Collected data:
<<<<

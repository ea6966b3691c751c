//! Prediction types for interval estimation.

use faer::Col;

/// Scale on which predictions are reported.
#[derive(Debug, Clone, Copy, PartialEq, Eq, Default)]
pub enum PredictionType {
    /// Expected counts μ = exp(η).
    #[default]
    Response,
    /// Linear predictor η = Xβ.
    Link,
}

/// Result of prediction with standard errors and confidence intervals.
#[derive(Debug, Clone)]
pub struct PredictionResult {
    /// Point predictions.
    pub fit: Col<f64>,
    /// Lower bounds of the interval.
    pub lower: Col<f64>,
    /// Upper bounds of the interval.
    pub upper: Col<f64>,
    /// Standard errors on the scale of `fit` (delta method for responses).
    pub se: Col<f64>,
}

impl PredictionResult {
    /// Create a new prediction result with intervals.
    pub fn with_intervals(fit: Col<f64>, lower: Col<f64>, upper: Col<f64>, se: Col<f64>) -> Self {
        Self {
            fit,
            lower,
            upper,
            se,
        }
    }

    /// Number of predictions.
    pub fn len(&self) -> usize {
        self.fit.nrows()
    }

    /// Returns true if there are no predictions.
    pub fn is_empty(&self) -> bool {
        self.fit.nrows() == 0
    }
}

>>>>

TO DO:
Across the records above, return every line that contains the word "Clone".

RESULT:
#[derive(Debug, Clone, Copy, PartialEq, Eq, Default)]
#[derive(Debug, Clone)]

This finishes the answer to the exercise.